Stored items

Content starts

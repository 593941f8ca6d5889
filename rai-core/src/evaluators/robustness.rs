//! Robustness: failure modes, monitoring and operational resilience.

use super::keywords::{HIGH_RELIABILITY_SECTORS, sector_in};
use super::rules::Rule;
use super::{EvaluationContext, Evaluator, RecommendationBlocks};
use crate::model::profile::DEFAULT_VERSION;
use crate::model::{
    AiSystemType, LifecyclePhase, Principle, RemediationEffort, Severity, SystemProfile,
};

#[derive(Debug, Clone, Copy, Default)]
pub struct RobustnessEvaluator;

fn no_limitations(p: &SystemProfile, _: &EvaluationContext) -> bool {
    p.known_limitations.is_empty()
}

fn unmonitored_production(p: &SystemProfile, ctx: &EvaluationContext) -> bool {
    matches!(
        p.current_phase,
        LifecyclePhase::Deployment | LifecyclePhase::OperationMonitoring
    ) && !ctx.monitoring_configured
}

fn initial_version(p: &SystemProfile, _: &EvaluationContext) -> bool {
    p.version == DEFAULT_VERSION
}

fn demanding_type(p: &SystemProfile, _: &EvaluationContext) -> bool {
    matches!(
        p.system_type,
        AiSystemType::Autonomous | AiSystemType::Generative
    )
}

fn high_risk(p: &SystemProfile, _: &EvaluationContext) -> bool {
    p.is_high_risk_eu_ai_act
}

fn deployed_without_assessment(p: &SystemProfile, _: &EvaluationContext) -> bool {
    p.deployment_date.is_some() && p.last_assessment_date.is_none()
}

fn reliability_sector(p: &SystemProfile, _: &EvaluationContext) -> bool {
    sector_in(p, HIGH_RELIABILITY_SECTORS)
}

static RULES: &[Rule] = &[
    Rule::new(
        "001",
        "documentation",
        Severity::High,
        0.20,
        RemediationEffort::Medium,
        "No known limitations documented - critical for understanding failure modes",
        "Document known limitations, failure modes, and edge cases",
        no_limitations,
    )
    .weakness("Failure modes not documented")
    .strength(|p| {
        Some(format!(
            "{} limitations documented",
            p.known_limitations.len()
        ))
    }),
    Rule::new(
        "002",
        "operations",
        Severity::High,
        0.20,
        RemediationEffort::Medium,
        "System in production phase without confirmed monitoring",
        "Implement comprehensive monitoring for performance, drift, and errors",
        unmonitored_production,
    )
    .weakness("Monitoring status not confirmed for production system"),
    Rule::new(
        "003",
        "operations",
        Severity::Low,
        0.05,
        RemediationEffort::Low,
        "Version appears to be initial - verify version control and rollback capabilities",
        "Implement semantic versioning with documented change history and rollback procedures",
        initial_version,
    ),
    Rule::new(
        "004",
        "risk",
        Severity::Medium,
        0.10,
        RemediationEffort::High,
        "{system_type} systems require enhanced robustness measures",
        "Implement comprehensive testing including adversarial inputs and edge cases",
        demanding_type,
    ),
    Rule::new(
        "005",
        "compliance",
        Severity::Medium,
        0.10,
        RemediationEffort::High,
        "High-risk system must meet EU AI Act accuracy and robustness requirements",
        "Document performance metrics and implement continuous performance monitoring per Article 15",
        high_risk,
    ),
    Rule::new(
        "006",
        "operations",
        Severity::Medium,
        0.15,
        RemediationEffort::Medium,
        "Deployed system without recorded assessment - may indicate drift",
        "Establish regular assessment schedule to detect performance degradation",
        deployed_without_assessment,
    )
    .weakness("No recorded post-deployment assessment"),
    // Informational only.
    Rule::new(
        "007",
        "compliance",
        Severity::Low,
        0.0,
        RemediationEffort::Medium,
        "{sector} sector typically has strict availability requirements",
        "Review sector-specific reliability standards and SLA requirements",
        reliability_sector,
    )
    .noted("Operating in {sector} - high reliability expected"),
];

const BLOCKS: RecommendationBlocks = RecommendationBlocks {
    below_0_7: &[
        "Implement data and concept drift monitoring with automated alerts",
        "Establish performance baselines and degradation thresholds",
        "Create comprehensive test suite including edge cases and adversarial inputs",
        "Document and test fallback procedures for system failures",
    ],
    below_0_5: &[
        "Conduct chaos engineering exercises to test system resilience",
        "Implement automated performance regression testing in CI/CD",
        "Establish SLAs with clear availability and performance targets",
        "Create runbooks for common failure scenarios",
    ],
};

impl Evaluator for RobustnessEvaluator {
    fn principle(&self) -> Principle {
        Principle::Robustness
    }

    fn name(&self) -> &'static str {
        "RobustnessEvaluator"
    }

    fn rules(&self) -> &'static [Rule] {
        RULES
    }

    fn confidence(&self) -> f64 {
        0.70
    }

    fn methodology(&self) -> &'static str {
        "Profile analysis + operational checklist"
    }

    fn limitations(&self) -> &'static [&'static str] {
        &["Full robustness assessment requires performance testing data"]
    }

    fn recommendation_blocks(&self) -> RecommendationBlocks {
        BLOCKS
    }

    fn advisory_focus(&self) -> &'static [&'static str] {
        &[
            "Failure modes and edge cases",
            "Performance monitoring and drift detection",
            "Fallback and recovery procedures",
            "Testing coverage",
            "Operational resilience",
        ]
    }
}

Content ends

*Instructions for the task*:
In the records above, find the line with "#[derive(Debug, Clone, Copy, Default)]"; write out exactly that line and each one after it, stopping after the line with "appears to be".

*Answer section*:
#[derive(Debug, Clone, Copy, Default)]
pub struct RobustnessEvaluator;

fn no_limitations(p: &SystemProfile, _: &EvaluationContext) -> bool {
    p.known_limitations.is_empty()
}

fn unmonitored_production(p: &SystemProfile, ctx: &EvaluationContext) -> bool {
    matches!(
        p.current_phase,
        LifecyclePhase::Deployment | LifecyclePhase::OperationMonitoring
    ) && !ctx.monitoring_configured
}

fn initial_version(p: &SystemProfile, _: &EvaluationContext) -> bool {
    p.version == DEFAULT_VERSION
}

fn demanding_type(p: &SystemProfile, _: &EvaluationContext) -> bool {
    matches!(
        p.system_type,
        AiSystemType::Autonomous | AiSystemType::Generative
    )
}

fn high_risk(p: &SystemProfile, _: &EvaluationContext) -> bool {
    p.is_high_risk_eu_ai_act
}

fn deployed_without_assessment(p: &SystemProfile, _: &EvaluationContext) -> bool {
    p.deployment_date.is_some() && p.last_assessment_date.is_none()
}

fn reliability_sector(p: &SystemProfile, _: &EvaluationContext) -> bool {
    sector_in(p, HIGH_RELIABILITY_SECTORS)
}

static RULES: &[Rule] = &[
    Rule::new(
        "001",
        "documentation",
        Severity::High,
        0.20,
        RemediationEffort::Medium,
        "No known limitations documented - critical for understanding failure modes",
        "Document known limitations, failure modes, and edge cases",
        no_limitations,
    )
    .weakness("Failure modes not documented")
    .strength(|p| {
        Some(format!(
            "{} limitations documented",
            p.known_limitations.len()
        ))
    }),
    Rule::new(
        "002",
        "operations",
        Severity::High,
        0.20,
        RemediationEffort::Medium,
        "System in production phase without confirmed monitoring",
        "Implement comprehensive monitoring for performance, drift, and errors",
        unmonitored_production,
    )
    .weakness("Monitoring status not confirmed for production system"),
    Rule::new(
        "003",
        "operations",
        Severity::Low,
        0.05,
        RemediationEffort::Low,
        "Version appears to be initial - verify version control and rollback capabilities",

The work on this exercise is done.